Alphafly on the Feet of Elite Athletes
The Alphafly has earned its stripes as Eliud Kipchoge’s go-to shoe, witnessing remarkable feats on the track. While Kipchoge is undeniably the face of the Alphafly’s success, we’ve also witnessed notable achievements by athletes like Kiptum, leaving us to wonder if the Alphafly 3 will become his shoe of choice in the upcoming year.
According to Elliot Heath, “What’s great about Eliud is that he pushes things forward himself, but he’s also about the entire world and the running community. So, while he certainly led the way, I think he’s also proud that he’s led the way for others. Kelvin is out there breaking the world record, and I think we also have to say it’s Sifan Hassan’s shoe as well (…) and I hope the Alphafly becomes a lot of people’s shoe as well.”
Sifan Hassan’s remarkable performance in the Alphafly 3 during the London marathon further solidifies its status. Despite facing challenges like missing her water bottle and multiple stops, Hassan showcased an extraordinary debut marathon, closing substantial gaps and ultimately claiming victory.

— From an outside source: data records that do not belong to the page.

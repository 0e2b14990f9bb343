use formpoint::realtime::stomp::{Frame, FrameError};

#[test]
fn subscribe_frame_encodes_to_wire_text() {
    let frame = Frame::subscribe("0", "/topic/survey/7/statistics");
    assert_eq!(
        frame.encode(),
        "SUBSCRIBE\nid:0\ndestination:/topic/survey/7/statistics\n\n\0"
    );
}

#[test]
fn message_frame_round_trips() {
    let frame = Frame::new("MESSAGE")
        .header("destination", "/topic/survey/7/statistics")
        .header("message-id", "m-1")
        .body("{\"responseCnt\":4}");
    let decoded = Frame::decode(&frame.encode()).expect("round trip");
    assert_eq!(decoded, frame);
    assert_eq!(decoded.get("message-id"), Some("m-1"));
    assert_eq!(decoded.body, "{\"responseCnt\":4}");
}

#[test]
fn header_values_may_contain_colons() {
    let raw = "CONNECTED\nsession:abc:123\n\n\0";
    let frame = Frame::decode(raw).expect("decodes");
    assert_eq!(frame.get("session"), Some("abc:123"));
}

#[test]
fn decode_rejects_missing_terminator() {
    assert_eq!(
        Frame::decode("CONNECTED\n\n"),
        Err(FrameError::MissingTerminator)
    );
}

#[test]
fn decode_rejects_empty_frame() {
    assert_eq!(Frame::decode("\0"), Err(FrameError::MissingCommand));
}

#[test]
fn decode_rejects_header_without_separator() {
    assert_eq!(
        Frame::decode("CONNECTED\nnotaheader\n\n\0"),
        Err(FrameError::MalformedHeader("notaheader".to_string()))
    );
}
//! Bearer-token session handling and the refresh-and-retry HTTP client.

pub mod client;
pub mod session;

pub use client::{ApiError, AuthClient};
pub use session::Session;
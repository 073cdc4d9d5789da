//! Blocking browser dialogs used for acknowledgments and confirmations.

/// Show a blocking message. Silently skipped when there is no window.
pub fn notify(message: &str) {
    if let Some(window) = web_sys::window() {
        if let Err(e) = window.alert_with_message(message) {
            log::warn!("alert failed: {:?}", e);
        }
    }
}

/// Ask for confirmation. Anything but an explicit "OK" counts as declined.
pub fn confirm(message: &str) -> bool {
    web_sys::window()
        .and_then(|w| w.confirm_with_message(message).ok())
        .unwrap_or(false)
}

The Alphafly, it seems, is not just a shoe for individual athletes but a symbol of triumph and potential for many in the running community.
The success stories surrounding the Alphafly 3 raise the bar of anticipation. On paper, this latest iteration appears not just promising but a clear step forward from its predecessors.
It feels like just yesterday when we were discussing the Vaporfly 3, and now, with the Alphafly 3, we’ve ascended to a whole new level. Personally, I can’t wait to dive into some marathon training and perhaps even tackle one in the Alphafly 3.
The hope is that the Alphafly 3 will follow in the groundbreaking footsteps of the Vaporfly, revolutionizing the running shoe game once again. While the Alphafly has always sported a distinctive look, I dare say the Alphafly 3 might just be the most eye-catching yet.
As the premier marathon racing shoe, the Alphafly has a legacy to uphold, and with these updates, it seems poised to become an even better marathon companion. The evolution of the Alphafly series continues, and I, for one, am eager to see how it transforms the marathon experience.
Again, the Nike Alphafly 3 will be available from January 4th, 2024, with a price tag of $275.